L’ inesistente è qualcosa che ha respirato, seppur nell’invisibile, che abbiamo visto e che non abbiamo conosciuto o se abbiamo conosciuto è perché abbiamo fatto parte dell’inesistente noi, o forse perché anche noi siamo inesistenze.
L’inesistente se è avvistato è doloroso.
E se è inesistente è gaudio.
(Senza Senso, Francesco Lauretta)
z2o Sara Zanin Gallery è lieta di presentare la prima personale dell’artista Francesco Lauretta negli spazi della galleria.
Inesistenze è una mostra di fantasmi, presenze assenze che sfuggono a una definizione ma che risultano terribilmente riconoscibili.
Il termine fantasma deriva dal greco phantàzo, significa “mostrare”, quindi l’idea dell’apparire come manifestazione di una presenza incorporea, generalmente accostata ad un sentimento di timore.
La vita e la morte, quindi l’esistente e l’inesistente, sono le due frontiere entro le quali la mostra si snoda, in un incedere vorticoso e nebuloso, nel quale i confini non impongono un limite ma si confondono tra loro. La sensazione di turbamento e smarrimento è affidata alla continuità dell’inesistente nell’esistente e all’ impossibilità di stabilirne una netta e rassicurante separazione.
La ragione vacilla quando è incapace di nominare e definire, quando non è più possibile distinguere e classificare; è allora che si fa appello all’inesistente per vedere e comprendere.
Nella prima sala si trova una teca che giace a metà strada tra una culla e una bara, una nascita e una morte, dentro di questa compare un volto, dormiente o morente, il velluto blu riveste le pareti come una gonnellina materna e come la fodera interna di una bara.
L’ingresso interroga il significato della forma, anzi la forma è proprio un’interrogazione sulla forma che si risolve in un significato divagante e sfuggente (Francesco Lauretta).
La seconda sala ospita un televisore sintonizzato sul canale RAI 2. Sulla superficie dello schermo un nastro adesivo disegna la sagoma di un volto che si sottrae, nella sua fissità, all’ingorgo delle immagini televisive, prodotte dalla civiltà della sovrapproduzione.
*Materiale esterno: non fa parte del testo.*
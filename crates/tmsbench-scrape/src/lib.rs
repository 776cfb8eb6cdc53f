//! Tolerant parsers for TMS9900 toolchain and simulator output.
//!
//! Every parser here is a total function from raw text to an optional value.
//! Disassembler, size-table and simulator formats are not versioned, so a line
//! that does not look the way we expect is skipped rather than reported.

mod disasm;
mod size;
mod summary;

pub use disasm::*;
pub use size::*;
pub use summary::*;
//! Outcome classifier - maps terminal conditions to report statuses.

use std::fmt;

use crate::sim::Halt;

/// Status shown in the report for one (benchmark, opt) pair.
#[derive(Debug, Clone, PartialEq, Eq, Hash)]
pub enum RunStatus {
    /// Reached the idle halt.
    Pass,
    /// Explicit stop or step budget exhausted.
    Limit,
    Timeout,
    Error,
    Unknown,
    BuildFail,
    /// Unrecognized terminal condition, uppercased.
    Other(String),
}

impl RunStatus {
    #[must_use]
    pub fn as_str(&self) -> &str {
        match self {
            Self::Pass => "PASS",
            Self::Limit => "LIMIT",
            Self::Timeout => "TIMEOUT",
            Self::Error => "ERROR",
            Self::Unknown => "UNKNOWN",
            Self::BuildFail => "BUILD_FAIL",
            Self::Other(tag) => tag,
        }
    }

    #[must_use]
    pub const fn is_pass(&self) -> bool {
        matches!(self, Self::Pass)
    }
}

impl fmt::Display for RunStatus {
    fn fmt(&self, f: &mut fmt::Formatter<'_>) -> fmt::Result {
        f.write_str(self.as_str())
    }
}

impl serde::Serialize for RunStatus {
    fn serialize<S: serde::Serializer>(&self, serializer: S) -> Result<S::Ok, S::Error> {
        serializer.serialize_str(self.as_str())
    }
}

/// Classify a terminal condition.
///
/// `stop` and `step_limit` both report as `LIMIT`; the raw [`Halt`] stays on
/// the record for anyone who needs to tell them apart.
#[must_use]
pub fn classify(halt: &Halt) -> RunStatus {
    match halt {
        Halt::Idle => RunStatus::Pass,
        Halt::Stop | Halt::StepLimit => RunStatus::Limit,
        Halt::Timeout => RunStatus::Timeout,
        Halt::Error => RunStatus::Error,
        Halt::Unknown => RunStatus::Unknown,
        Halt::Other(tag) => RunStatus::Other(tag.to_uppercase()),
    }
}

#[cfg(test)]
mod tests {
    use super::*;

    #[test]
    fn test_governed_outcomes() {
        assert_eq!(classify(&Halt::Idle), RunStatus::Pass);
        assert_eq!(classify(&Halt::Stop), RunStatus::Limit);
        assert_eq!(classify(&Halt::StepLimit), RunStatus::Limit);
    }

    #[test]
    fn test_harness_outcomes() {
        assert_eq!(classify(&Halt::Timeout).to_string(), "TIMEOUT");
        assert_eq!(classify(&Halt::Error).to_string(), "ERROR");
        assert_eq!(classify(&Halt::Unknown).to_string(), "UNKNOWN");
        assert_eq!(RunStatus::BuildFail.to_string(), "BUILD_FAIL");
    }

    #[test]
    fn test_passthrough_uppercased() {
        let status = classify(&Halt::parse("illegal_opcode"));
        assert_eq!(status, RunStatus::Other("ILLEGAL_OPCODE".to_string()));
        assert_eq!(status.to_string(), "ILLEGAL_OPCODE");
        assert!(!status.is_pass());
    }

    #[test]
    fn test_tags_from_summary() {
        for (tag, expected) in [
            ("idle", "PASS"),
            ("stop", "LIMIT"),
            ("step_limit", "LIMIT"),
            ("breakpoint", "BREAKPOINT"),
        ] {
            assert_eq!(classify(&Halt::parse(tag)).as_str(), expected, "tag {tag}");
        }
    }

    #[test]
    fn test_serialize_as_string() {
        assert_eq!(serde_json::to_string(&RunStatus::Limit).unwrap(), "\"LIMIT\"");
    }
}
//! Section size tables (`llvm-size -A` / SysV format).

/// Name of the code section.
pub const TEXT_SECTION: &str = ".text";

/// One row of a section size table.
#[derive(Debug, Clone, PartialEq, Eq)]
pub struct SectionSize {
    pub name: String,
    pub size: u64,
}

impl SectionSize {
    /// Parse a row of the form `<name> <decimal size> ...`.
    ///
    /// Header rows (`section size addr`) and the trailing `Total` row either
    /// fail the numeric check or carry no section name and are rejected.
    #[must_use]
    pub fn parse(line: &str) -> Option<Self> {
        let mut parts = line.split_whitespace();
        let name = parts.next()?;
        let size = parts.next()?.parse::<u64>().ok()?;
        Some(Self {
            name: name.to_string(),
            size,
        })
    }
}

/// Parse every section row in a size table.
#[must_use]
pub fn parse_sections(output: &str) -> Vec<SectionSize> {
    output.lines().filter_map(SectionSize::parse).collect()
}

/// Size of the first row named `section`, if any.
#[must_use]
pub fn parse_section_size(output: &str, section: &str) -> Option<u64> {
    output
        .lines()
        .filter_map(SectionSize::parse)
        .find(|s| s.name == section)
        .map(|s| s.size)
}

/// Size of the code section; 0 when the table has no `.text` row.
#[must_use]
pub fn parse_text_size(output: &str) -> u64 {
    parse_section_size(output, TEXT_SECTION).unwrap_or(0)
}

#[cfg(test)]
mod tests {
    use super::*;

    const SYSV: &str = "\
fib.elf  :
section      size    addr
.text         128       0
.rodata        32     128
.data           4   61440
.bss           36   61444
Total         200
";

    #[test]
    fn test_text_row_with_extra_columns() {
        let out = ".text        128     0     0    128   80";
        assert_eq!(parse_text_size(out), 128);
    }

    #[test]
    fn test_sysv_table() {
        assert_eq!(parse_text_size(SYSV), 128);
        assert_eq!(parse_section_size(SYSV, ".bss"), Some(36));
        assert_eq!(parse_section_size(SYSV, ".cart_header"), None);

        let names: Vec<_> = parse_sections(SYSV).into_iter().map(|s| s.name).collect();
        assert_eq!(names, [".text", ".rodata", ".data", ".bss", "Total"]);
    }

    #[test]
    fn test_missing_text_is_zero() {
        assert_eq!(parse_text_size(".data 4 0\n"), 0);
        assert_eq!(parse_text_size(""), 0);
    }

    #[test]
    fn test_non_decimal_size_skipped() {
        assert_eq!(SectionSize::parse(".text 0x80 0"), None);
        assert_eq!(SectionSize::parse(".text"), None);
    }
}
//! `compare` - pass on/off experiment.

use std::path::Path;

use tmsbench::report::render_comparison;
use tmsbench::{CompareTarget, OptLevel, PassExperiment, SimConfig, Tool, compute_deltas};

use super::Context;
use crate::cli::{EXIT_FAILURE, EXIT_SETUP, EXIT_SUCCESS};
use crate::terminal::{self, Spinner};

pub struct CompareArgs<'a> {
    pub opt: OptLevel,
    pub cart: bool,
    pub pass_flag: &'a str,
    pub out_dir: Option<&'a Path>,
    pub simulate: bool,
    pub max_steps: u64,
    pub origin: u16,
}

pub fn cmd_compare(ctx: &Context, args: &CompareArgs<'_>) -> i32 {
    let target = if args.cart {
        CompareTarget::cart(&ctx.root)
    } else {
        CompareTarget::microbench(&ctx.root)
    };
    if !target.source().exists() {
        terminal::error(&format!("source not found: {}", target.source().display()));
        return EXIT_SETUP;
    }

    let mut tools = target.required_tools().to_vec();
    if args.simulate {
        tools.push(Tool::Simulator);
    }
    if let Err(e) = ctx.toolchain.require(&tools) {
        terminal::error(&e.to_string());
        return EXIT_SETUP;
    }

    let mut experiment = PassExperiment::new(ctx.toolchain.clone(), target, args.opt)
        .with_pass_flag(args.pass_flag);
    if let Some(dir) = args.out_dir {
        experiment = experiment.with_out_dir(dir);
    }
    let sim = args.simulate.then(|| {
        SimConfig::new(ctx.toolchain.path(Tool::Simulator))
            .with_max_steps(args.max_steps)
            .with_origin(args.origin)
    });

    terminal::info(&format!(
        "{} at {} with and without {}",
        experiment.target.source().display(),
        args.opt.flag(),
        args.pass_flag
    ));
    let spinner = Spinner::new("building variants");
    let result = experiment.run(sim.as_ref());
    spinner.finish_and_clear();

    match result {
        Ok(comparison) => {
            let deltas = compute_deltas(&comparison);
            print!("{}", render_comparison(&comparison, &deltas));
            EXIT_SUCCESS
        }
        Err(e) => {
            terminal::error(&format!("comparison failed: {e}"));
            EXIT_FAILURE
        }
    }
}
Il nastro raccoglie la pittura in esubero delle tele, ovvero è quello scotch conservato che l’artista utilizza per 'dare perimetro' ai quadri. Tutto quanto si deposita, deborda, e si fa esubero, viene raccolto, conservato e disposto a fitte strisce, venendo a creare una tensione rimandante alla tela mancante.
Lo scotch sfugge e sorvola la monocultura televisiva, come l’arte che rifugge i circuiti nei quali molti vorrebbero costringerla.
Nel soffitto si erge un disegno rosso, un cosmo nel quale i vivi e i morti stanno assieme, dove tutto è in moto e si rigenera in ogni istante.
Un’ambiguità domina la seconda stanza, temporale e spaziale, o più correttamente propriocettiva (Francesco Lauretta).
Uno spolvero, un paesaggio di terra d’ombra naturale quasi invisibile circonda la terza sala della galleria. Le piccole lapidi espandono lo spazio verso l’invisibile, invitando all’altrove.
Un quadro, dalle fattezze di un clavicembalo, presenta un corteo funebre adornato con fiori: è il funerale di Francesco Lauretta. A lato, su una pedana rossa si esibisce la Musa, una body builder mette in atto un processo di autotrasformazione del soggetto, facendo rivivere le pratiche ascetiche (non religiose) dell’esercizio: può infatti aumentare le forze spontanee che danno all’individuo la possibilità d’essere se stesso.
La terza sala, se mossa e in movimento, è una mostra che si dissolve in poesia (Francesco Lauretta).